We scanned our fare cards on the sensor pads and nothing. The Sentosa Express wasn’t actually included in the public transport serviced by the fare card. There was a brief moment where we decided to just walk it; there was a walkway to the island and Google claimed it was only a 15 minute walk from our present location to the aquarium. Of course, the entry point to the walkway wasn’t located with the monorail, even though they ran parallel. Finding the walkway would require another Sherlock Holmes search through the mall. Luckily Fletch saved us from that trouble by noticing that it was already 4:30. There was no sense in going to the aquarium so late in the day. Luckily again for me, Fletch possesses the superpowers of a homing pigeon. I know that doesn’t sound very glamorous initially, but it has saved us on many occasions over the years. Once he has seen how to get to a place, he can always find his way back again. He had us out of that horrid mall in record time once we had decided to head back to the room. We both breathed a sigh of relief once we were outdoors again.

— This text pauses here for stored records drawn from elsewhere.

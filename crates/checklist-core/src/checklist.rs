//! Checklist Model
//!
//! Ordered sections of rows. Rows are identified by (section index, row index).

use serde::{Deserialize, Serialize};

use crate::layout::{Layout, ValueOverride};
use crate::row::Row;
use crate::snapshot::{SavedRow, Snapshot};
use crate::summary::Summary;

/// Sections that feed the overall summary, in display order
pub const SUMMARY_SECTIONS: [&str; 5] = ["weekly", "daily", "4h", "lower-multiples", "lower-tf"];

#[derive(Debug, Clone, PartialEq, Eq, Serialize, Deserialize)]
pub struct Section {
    pub key: String,
    pub title: String,
    pub rows: Vec<Row>,
}

impl Section {
    /// Sum of values over checked rows
    pub fn total(&self) -> i64 {
        self.rows
            .iter()
            .filter(|row| row.read_toggle())
            .fold(0i64, |acc, row| acc.saturating_add(row.read_value()))
    }
}

#[derive(Debug, Clone, Default, PartialEq, Eq, Serialize, Deserialize)]
pub struct Checklist {
    sections: Vec<Section>,
}

impl Checklist {
    /// Fresh checklist holding the layout defaults, nothing applied yet
    pub fn from_layout(layout: &Layout) -> Self {
        let sections = layout
            .sections
            .iter()
            .map(|spec| Section {
                key: spec.key.clone(),
                title: spec.title.clone(),
                rows: spec.rows.iter().map(|row| row.build()).collect(),
            })
            .collect();
        Self { sections }
    }

    pub fn sections(&self) -> &[Section] {
        &self.sections
    }

    pub fn section(&self, index: usize) -> Option<&Section> {
        self.sections.get(index)
    }

    /// First section with this key
    pub fn section_by_key(&self, key: &str) -> Option<&Section> {
        self.sections.iter().find(|s| s.key == key)
    }

    pub fn row(&self, section: usize, row: usize) -> Option<&Row> {
        self.sections.get(section)?.rows.get(row)
    }

    pub fn row_mut(&mut self, section: usize, row: usize) -> Option<&mut Row> {
        self.sections.get_mut(section)?.rows.get_mut(row)
    }

    pub fn rows_mut(&mut self) -> impl Iterator<Item = &mut Row> {
        self.sections.iter_mut().flat_map(|s| s.rows.iter_mut())
    }

    /// (key, total) for every section, in layout order
    pub fn totals(&self) -> Vec<(String, i64)> {
        self.sections
            .iter()
            .map(|s| (s.key.clone(), s.total()))
            .collect()
    }

    /// Overall summary over the known sections; a missing section counts as 0.
    pub fn summary(&self) -> Summary {
        let totals = SUMMARY_SECTIONS
            .iter()
            .map(|key| {
                let total = self.section_by_key(key).map(Section::total).unwrap_or(0);
                (key.to_string(), total)
            })
            .collect();
        Summary::from_totals(totals)
    }

    /// Structure raw percent text into labels
    pub fn wrap_raw_values(&mut self) {
        self.rows_mut().for_each(Row::wrap_raw);
    }

    /// Force each override onto the first matching row of the first section
    /// with its key.
    pub fn apply_overrides(&mut self, overrides: &[ValueOverride]) {
        for value_override in overrides {
            let Some(section) = self
                .sections
                .iter_mut()
                .find(|s| s.key == value_override.section)
            else {
                continue;
            };
            let key = section.key.clone();
            if let Some(row) = section
                .rows
                .iter_mut()
                .find(|row| value_override.matches(&key, &row.label))
            {
                row.write_value(value_override.value);
            }
        }
    }

    pub fn normalize_all(&mut self) {
        self.rows_mut().for_each(Row::normalize);
    }

    /// Current state as a snapshot; a repeated key keeps the later section.
    pub fn to_snapshot(&self, saved_at: u64) -> Snapshot {
        let mut snapshot = Snapshot::new(saved_at);
        for section in &self.sections {
            let rows = section
                .rows
                .iter()
                .map(|row| {
                    Some(SavedRow {
                        value: row.read_value(),
                        checked: row.read_toggle(),
                    })
                })
                .collect();
            snapshot.sections.insert(section.key.clone(), rows);
        }
        snapshot
    }

    /// Apply saved entries by position. Rows without a usable entry keep
    /// their current state. Returns how many rows were written.
    pub fn apply_snapshot(&mut self, snapshot: &Snapshot) -> usize {
        let mut applied = 0;
        for section in &mut self.sections {
            let saved = snapshot.rows(&section.key);
            for (row, entry) in section.rows.iter_mut().zip(saved) {
                if let Some(entry) = entry {
                    row.write_value(entry.value);
                    row.write_toggle(entry.checked);
                    applied += 1;
                }
            }
        }
        applied
    }

    /// Open an input on every labelled row; returns how many were opened.
    pub fn open_inputs(&mut self) -> usize {
        self.rows_mut().map(Row::open_input).filter(|opened| *opened).count()
    }

    pub fn close_inputs(&mut self) {
        self.rows_mut().for_each(Row::close_input);
    }

    pub fn reset_rows(&mut self) {
        self.rows_mut().for_each(Row::reset);
    }
}
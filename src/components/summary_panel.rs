//! Summary Panel Component
//!
//! Per-section totals, the overall figure and the confluence label.

use checklist_core::{format_percent, Confidence, SUMMARY_SECTIONS};
use leptos::prelude::*;

use crate::context::use_ui_context;
use crate::store::{use_app_store, AppStateStoreFields};

#[component]
pub fn SummaryPanel() -> impl IntoView {
    let store = use_app_store();
    let ui = use_ui_context();

    let summary = Memo::new(move |_| store.controller().read().summary());

    let overall_class = move || {
        if ui.pulse.get() { "summary-overall pulse" } else { "summary-overall" }
    };
    let label_class = move || format!("summary-label {}", summary.get().confidence.css_class());

    view! {
        <aside class="summary">
            <div class="summary-sections">
                {SUMMARY_SECTIONS.iter().map(|key| {
                    let key = key.to_string();
                    let id = format!("summary-{}", key);
                    let lookup = key.clone();
                    view! {
                        <div class="summary-card">
                            <span class="summary-key">{key}</span>
                            <span class="summary-value" id=id>
                                {move || format_percent(summary.get().total(&lookup))}
                            </span>
                        </div>
                    }
                }).collect_view()}
            </div>
            <div class=overall_class id="summary-overall">
                {move || format_percent(summary.get().overall)}
            </div>
            <div class=label_class id="summary-label">
                {move || {
                    let confidence = summary.get().confidence;
                    if confidence == Confidence::Strong {
                        format!("{} ✓", confidence.label())
                    } else {
                        confidence.label().to_string()
                    }
                }}
            </div>
        </aside>
    }
}
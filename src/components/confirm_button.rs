//! Confirm Button Component
//!
//! Inline confirmation for destructive actions (Clear, Reset All).

use leptos::prelude::*;

/// Button that asks before running `on_confirm`
///
/// Shows `label` initially. When clicked, shows `prompt` with ✓/✗ buttons.
///
/// # Arguments
/// * `label` - Text of the initial button
/// * `prompt` - Question shown while waiting for confirmation
/// * `button_class` - CSS class for the initial button
/// * `on_confirm` - Callback to execute when user confirms
#[component]
pub fn ConfirmButton(
    #[prop(into)] label: String,
    #[prop(into)] prompt: String,
    #[prop(into)] button_class: String,
    #[prop(into)] on_confirm: Callback<()>,
) -> impl IntoView {
    let (confirming, set_confirming) = signal(false);

    view! {
        <Show when=move || !confirming.get()>
            <button
                class=button_class.clone()
                on:click=move |ev| {
                    ev.stop_propagation();
                    set_confirming.set(true);
                }
            >
                {label.clone()}
            </button>
        </Show>
        <Show when=move || confirming.get()>
            <span class="confirm-inline">
                <span class="confirm-text">{prompt.clone()}</span>
                <button
                    class="confirm-btn"
                    on:click=move |ev| {
                        ev.stop_propagation();
                        set_confirming.set(false);
                        on_confirm.run(());
                    }
                >
                    "✓"
                </button>
                <button
                    class="cancel-btn"
                    on:click=move |ev| {
                        ev.stop_propagation();
                        set_confirming.set(false);
                    }
                >
                    "✗"
                </button>
            </span>
        </Show>
    }
}
//! UI Components
//!
//! Reusable Leptos components.

mod confirm_button;
mod checklist_row;
mod section_card;
mod summary_panel;
mod top_bar;

pub use confirm_button::ConfirmButton;
pub use checklist_row::ChecklistRow;
pub use section_card::SectionCard;
pub use summary_panel::SummaryPanel;
pub use top_bar::TopBar;
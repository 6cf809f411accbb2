//! Integer Coercion
//!
//! Every numeric read in the checklist goes through `to_int`, which never fails.

/// Coerce arbitrary text into an integer percentage.
///
/// Everything that is not an ASCII digit or `-` is dropped first, so
/// `"+15%"` reads as 15 and `"-5 %"` as -5. The remainder is read like a
/// base-10 `parseInt`: an optional leading `-` and the longest digit prefix.
/// Anything without digits is 0. Out-of-range values saturate.
pub fn to_int(text: &str) -> i64 {
    let kept: String = text
        .chars()
        .filter(|c| c.is_ascii_digit() || *c == '-')
        .collect();

    let (negative, digits) = match kept.strip_prefix('-') {
        Some(rest) => (true, rest),
        None => (false, kept.as_str()),
    };

    let mut value: i64 = 0;
    let mut seen_digit = false;
    for c in digits.chars() {
        let Some(d) = c.to_digit(10) else { break };
        seen_digit = true;
        let d = i64::from(d);
        value = if negative {
            value.saturating_mul(10).saturating_sub(d)
        } else {
            value.saturating_mul(10).saturating_add(d)
        };
    }

    if seen_digit { value } else { 0 }
}

/// `+N%` for non-negative values, `N%` otherwise (row labels)
pub fn format_signed_percent(n: i64) -> String {
    if n >= 0 {
        format!("+{}%", n)
    } else {
        format!("{}%", n)
    }
}

/// `N%` (section totals and the overall figure)
pub fn format_percent(n: i64) -> String {
    format!("{}%", n)
}

#[cfg(test)]
mod tests {
    use super::*;

    #[test]
    fn test_plain_and_decorated_numbers() {
        assert_eq!(to_int("10"), 10);
        assert_eq!(to_int("+15%"), 15);
        assert_eq!(to_int("-5%"), -5);
        assert_eq!(to_int("  7 % "), 7);
        assert_eq!(to_int("1,000"), 1000);
    }

    #[test]
    fn test_non_numeric_is_zero() {
        for s in ["", "abc", "%", "+", "-", "--", "n/a", "  "] {
            assert_eq!(to_int(s), 0, "input {:?}", s);
        }
    }

    #[test]
    fn test_parse_stops_at_inner_minus() {
        // "5-3" keeps both characters but only the leading run is a number
        assert_eq!(to_int("5-3"), 5);
        assert_eq!(to_int("--5"), 0);
    }

    #[test]
    fn test_saturates_instead_of_overflowing() {
        assert_eq!(to_int("99999999999999999999999"), i64::MAX);
        assert_eq!(to_int("-99999999999999999999999"), i64::MIN);
    }

    #[test]
    fn test_formatting() {
        assert_eq!(format_signed_percent(0), "+0%");
        assert_eq!(format_signed_percent(12), "+12%");
        assert_eq!(format_signed_percent(-4), "-4%");
        assert_eq!(format_percent(-4), "-4%");
        assert_eq!(format_percent(30), "30%");
    }

    #[test]
    fn test_formatted_label_reads_back() {
        for n in [-250, -1, 0, 1, 10, 99, 100, 12345] {
            assert_eq!(to_int(&format_signed_percent(n)), n);
            assert_eq!(to_int(&format_percent(n)), n);
        }
    }
}
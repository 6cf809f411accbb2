//! Top Bar Component
//!
//! Edit-mode toggle plus the two destructive actions.

use checklist_core::EditMode;
use leptos::prelude::*;

use crate::components::ConfirmButton;
use crate::context::use_ui_context;
use crate::storage::reload_page;
use crate::store::{
    store_clear, store_reset_all, store_toggle_edit_mode, use_app_store, AppStateStoreFields,
};

#[component]
pub fn TopBar() -> impl IntoView {
    let store = use_app_store();
    let ui = use_ui_context();

    let mode = Memo::new(move |_| store.controller().read().mode());

    let toggle_edit = move |_| {
        let next = store_toggle_edit_mode(&store);
        log::info!("Edit mode now {:?}", next);
    };

    let clear = Callback::new(move |_| {
        store_clear(&store);
        if let Err(e) = reload_page() {
            log::warn!("Could not reload page: {}", e);
        }
    });

    let reset_all = Callback::new(move |_| {
        store_reset_all(&store);
        ui.flash_overall();
    });

    view! {
        <div class="topbar">
            <h1 class="topbar-title">"Confluence Checklist"</h1>
            <div class="topbar-actions">
                <button
                    id="editPctBtn"
                    class=move || if mode.get() == EditMode::Editing { "btn edit active" } else { "btn edit" }
                    on:click=toggle_edit
                >
                    {move || if mode.get() == EditMode::Editing { "Done editing" } else { "Edit percentages" }}
                </button>
                <ConfirmButton
                    label="Clear"
                    prompt="Clear saved settings (percentages and toggles)?"
                    button_class="btn clear"
                    on_confirm=clear
                />
                <ConfirmButton
                    label="Reset All"
                    prompt="Reset ALL percentages to +0% and turn all toggles OFF?"
                    button_class="btn reset"
                    on_confirm=reset_all
                />
            </div>
        </div>
    }
}
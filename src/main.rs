//! Confluence Checklist Frontend Entry Point

mod logging;
mod storage;
mod markup;
mod store;
mod context;
mod components;
mod app;

use app::App;
use leptos::prelude::*;

fn main() {
    console_error_panic_hook::set_once();
    logging::init(log::LevelFilter::Debug);
    mount_to_body(App);
}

There were so many nice colors as our bus drove past this hotel. I tried to capture a shot in time.

We had grand plans of going to see the light shows at Gardens by the Bay that evening, plans that were thwarted by a sudden rainstorm and my assortment of stained clothing that was meant to last me the next two weeks. So we waited for the rain to lighten up and spent our evening at a laundromat instead. We also had grand plans to pay a visit to Maxwell Food Centre, the heart and soul of Singaporean cuisine, for dinner. Jet lag hit sudden and hard though, and we instead decided to browse the little local hawker centers around the laundromat. As neither of us was particularly hungry yet, we walked the laundry back to the room before deciding on food. Once we got back to the room I crashed hard, not even able to persuade myself to rise from the comfort of bed for dinner, and I’m not typically one to pass on good food. Jet lag is a vicious thing.